EXERCISE DETAILS -
Copy each line of the records below that mentions the word "Debug".

(Records drawn from a dataset)
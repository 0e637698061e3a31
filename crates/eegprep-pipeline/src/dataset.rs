//! Slice persistence and per-subject dataset assembly
//!
//! The windowing engine's batches are persisted as paired `.npy` slices
//! (`X_` windows, `y_` labels). The assembler later walks those pairs,
//! extracts one feature vector per window, and stacks everything into the
//! subject's final feature and label arrays. A failure in one slice or
//! window is logged and skipped, never fatal to the subject.

use crate::config::PipelineConfig;
use crate::features::FeatureExtractor;
use crate::npy::NpyArray;
use eegprep_core::{EegError, EegResult, WindowBatch};
use std::collections::BTreeMap;
use std::fs;
use std::path::{Path, PathBuf};
use tracing::{info, warn};

/// Slice key shared by a window array and its label companion:
/// `{recording_base}_slice{first}-{last}` with inclusive window indices.
pub fn slice_key(recording_id: &str, window_start: usize, window_stop: usize) -> String {
    format!(
        "{}_slice{}-{}",
        recording_id,
        window_start,
        window_stop.saturating_sub(1)
    )
}

/// Persist one chunk's windows and labels under `{out_dir}/{subject}/`.
pub fn save_batch(out_dir: &Path, subject: &str, batch: &WindowBatch) -> EegResult<()> {
    let key = slice_key(&batch.recording_id, batch.window_start, batch.window_stop);
    let subject_dir = out_dir.join(subject);

    let windows = NpyArray::f32(
        vec![
            batch.window_count(),
            batch.channels,
            batch.samples_per_window,
        ],
        batch.data.clone(),
    )?;
    windows.write(&subject_dir.join(format!("X_{}.npy", key)))?;

    let labels = NpyArray::i8(vec![batch.window_count()], batch.labels.clone())?;
    labels.write(&subject_dir.join(format!("y_{}.npy", key)))?;
    Ok(())
}

/// Per-slice report for inspection output.
#[derive(Debug, Clone)]
pub struct SliceReport {
    pub key: String,
    pub x_shape: Vec<usize>,
    pub n_labels: usize,
    pub positives: usize,
}

/// Shape summary of one assembled subject dataset.
#[derive(Debug, Clone, Copy, PartialEq, Eq)]
pub struct SubjectSummary {
    pub windows: usize,
    pub feature_len: usize,
    pub positives: usize,
}

/// Assembles per-subject feature datasets from persisted slices.
pub struct DatasetAssembler {
    config: PipelineConfig,
    extractor: FeatureExtractor,
}

impl DatasetAssembler {
    pub fn new(config: PipelineConfig) -> EegResult<Self> {
        config.validate()?;
        let extractor = FeatureExtractor::new(&config);
        Ok(Self { config, extractor })
    }

    /// Walk `{slices_dir}/{subject}`, extract features from every paired
    /// slice, and write `X_features_{subject}.npy` / `y_labels_{subject}.npy`
    /// under `{features_dir}/{subject}`. Returns `None` when no usable
    /// windows were found.
    pub fn assemble_subject(
        &mut self,
        slices_dir: &Path,
        subject: &str,
        features_dir: &Path,
    ) -> EegResult<Option<SubjectSummary>> {
        let subject_dir = slices_dir.join(subject);
        let pairs = paired_slices(&subject_dir)?;
        if pairs.is_empty() {
            warn!(subject, "no slice pairs found");
            return Ok(None);
        }

        let expected_len = self.config.feature_len();
        let mut feature_rows: Vec<f32> = Vec::new();
        let mut labels: Vec<i8> = Vec::new();

        for (key, pair) in &pairs {
            let (x_path, y_path) = match pair {
                SlicePair::Complete { x, y } => (x, y),
                SlicePair::MissingX | SlicePair::MissingY => {
                    warn!(subject, key = key.as_str(), "missing companion array, skipping pair");
                    continue;
                }
            };

            match self.extract_slice(x_path, y_path, expected_len) {
                Ok((rows, slice_labels)) => {
                    feature_rows.extend(rows);
                    labels.extend(slice_labels);
                }
                Err(e) => {
                    warn!(subject, key = key.as_str(), error = %e, "skipping slice");
                }
            }
        }

        if labels.is_empty() {
            warn!(subject, "no features extracted");
            return Ok(None);
        }

        let n_windows = labels.len();
        let subject_out = features_dir.join(subject);
        NpyArray::f32(vec![n_windows, expected_len], feature_rows)?
            .write(&subject_out.join(format!("X_features_{}.npy", subject)))?;
        NpyArray::i8(vec![n_windows], labels.clone())?
            .write(&subject_out.join(format!("y_labels_{}.npy", subject)))?;

        let positives = labels.iter().filter(|&&l| l == 1).count();
        info!(subject, windows = n_windows, positives, "subject assembled");
        Ok(Some(SubjectSummary {
            windows: n_windows,
            feature_len: expected_len,
            positives,
        }))
    }

    /// Extract features for every window of one slice pair. Windows whose
    /// vector deviates from the expected length are dropped, not repaired.
    fn extract_slice(
        &mut self,
        x_path: &Path,
        y_path: &Path,
        expected_len: usize,
    ) -> EegResult<(Vec<f32>, Vec<i8>)> {
        let x = NpyArray::read(x_path)?;
        let y = NpyArray::read(y_path)?;

        if x.ndim() != 3 {
            return Err(EegError::ShapeMismatch {
                reason: format!("window array has {} dims, expected 3", x.ndim()),
            });
        }
        let (n_windows, channels, samples) = (x.shape[0], x.shape[1], x.shape[2]);
        let x_data = x.as_f32().ok_or_else(|| EegError::ShapeMismatch {
            reason: "window array is not f32".to_string(),
        })?;
        let y_data = y.as_i8().ok_or_else(|| EegError::ShapeMismatch {
            reason: "label array is not i8".to_string(),
        })?;
        if y.ndim() != 1 || y_data.len() != n_windows {
            return Err(EegError::ShapeMismatch {
                reason: format!(
                    "label array shape {:?} doesn't match {} windows",
                    y.shape, n_windows
                ),
            });
        }

        let window_len = channels * samples;
        let mut rows = Vec::with_capacity(n_windows * expected_len);
        let mut labels = Vec::with_capacity(n_windows);
        for w in 0..n_windows {
            let window = &x_data[w * window_len..(w + 1) * window_len];
            let features = self.extractor.extract(window, channels, samples)?;
            if features.len() != expected_len {
                warn!(
                    window = w,
                    expected = expected_len,
                    actual = features.len(),
                    "dropping window with unexpected feature length"
                );
                continue;
            }
            rows.extend(features);
            labels.push(y_data[w]);
        }
        Ok((rows, labels))
    }
}

/// State of one slice key's file pair.
enum SlicePair {
    Complete { x: PathBuf, y: PathBuf },
    MissingX,
    MissingY,
}

/// Numeric ordering for a slice key: recording base, then the first
/// window index parsed from the `_slice{first}-{last}` suffix. Raw string
/// order would put `slice12-17` before `slice6-11`.
fn slice_order(key: &str) -> (&str, usize) {
    if let Some((base, range)) = key.rsplit_once("_slice") {
        let first = range.split_once('-').map(|(f, _)| f).unwrap_or(range);
        if let Ok(start) = first.parse::<usize>() {
            return (base, start);
        }
    }
    (key, 0)
}

/// Pair `X_*.npy` and `y_*.npy` files in a subject directory by key,
/// ordered by recording and numeric window start so assembled arrays
/// preserve window order.
fn paired_slices(subject_dir: &Path) -> EegResult<Vec<(String, SlicePair)>> {
    let mut pairs: BTreeMap<String, SlicePair> = BTreeMap::new();
    if !subject_dir.is_dir() {
        return Ok(Vec::new());
    }

    for entry in fs::read_dir(subject_dir)? {
        let path = entry?.path();
        let name = match path.file_name().and_then(|n| n.to_str()) {
            Some(n) if n.ends_with(".npy") => n,
            _ => continue,
        };
        let stem = &name[..name.len() - 4];
        if let Some(key) = stem.strip_prefix("X_") {
            pairs
                .entry(key.to_string())
                .and_modify(|p| {
                    if let SlicePair::MissingX = p {
                        *p = SlicePair::Complete {
                            x: path.clone(),
                            y: subject_dir.join(format!("y_{}.npy", key)),
                        };
                    }
                })
                .or_insert(SlicePair::MissingY);
        } else if let Some(key) = stem.strip_prefix("y_") {
            pairs
                .entry(key.to_string())
                .and_modify(|p| {
                    if let SlicePair::MissingY = p {
                        *p = SlicePair::Complete {
                            x: subject_dir.join(format!("X_{}.npy", key)),
                            y: path.clone(),
                        };
                    }
                })
                .or_insert(SlicePair::MissingX);
        }
    }

    let mut ordered: Vec<(String, SlicePair)> = pairs.into_iter().collect();
    ordered.sort_by(|(a, _), (b, _)| {
        let (base_a, start_a) = slice_order(a);
        let (base_b, start_b) = slice_order(b);
        base_a.cmp(base_b).then(start_a.cmp(&start_b))
    });
    Ok(ordered)
}

/// Report shapes and positive-label counts for every slice pair of a
/// subject, in window order.
pub fn inspect_slices(slices_dir: &Path, subject: &str) -> EegResult<Vec<SliceReport>> {
    let subject_dir = slices_dir.join(subject);
    let mut reports = Vec::new();
    for (key, pair) in paired_slices(&subject_dir)? {
        let (x_path, y_path) = match pair {
            SlicePair::Complete { x, y } => (x, y),
            _ => {
                warn!(subject, key = key.as_str(), "missing companion array");
                continue;
            }
        };
        let x = NpyArray::read(&x_path)?;
        let y = NpyArray::read(&y_path)?;
        let positives = y
            .as_i8()
            .map(|l| l.iter().filter(|&&v| v == 1).count())
            .unwrap_or(0);
        reports.push(SliceReport {
            key,
            x_shape: x.shape.clone(),
            n_labels: y.len(),
            positives,
        });
    }
    Ok(reports)
}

ANSWER SECTION -
#[derive(Debug, Clone)]
#[derive(Debug, Clone, Copy, PartialEq, Eq)]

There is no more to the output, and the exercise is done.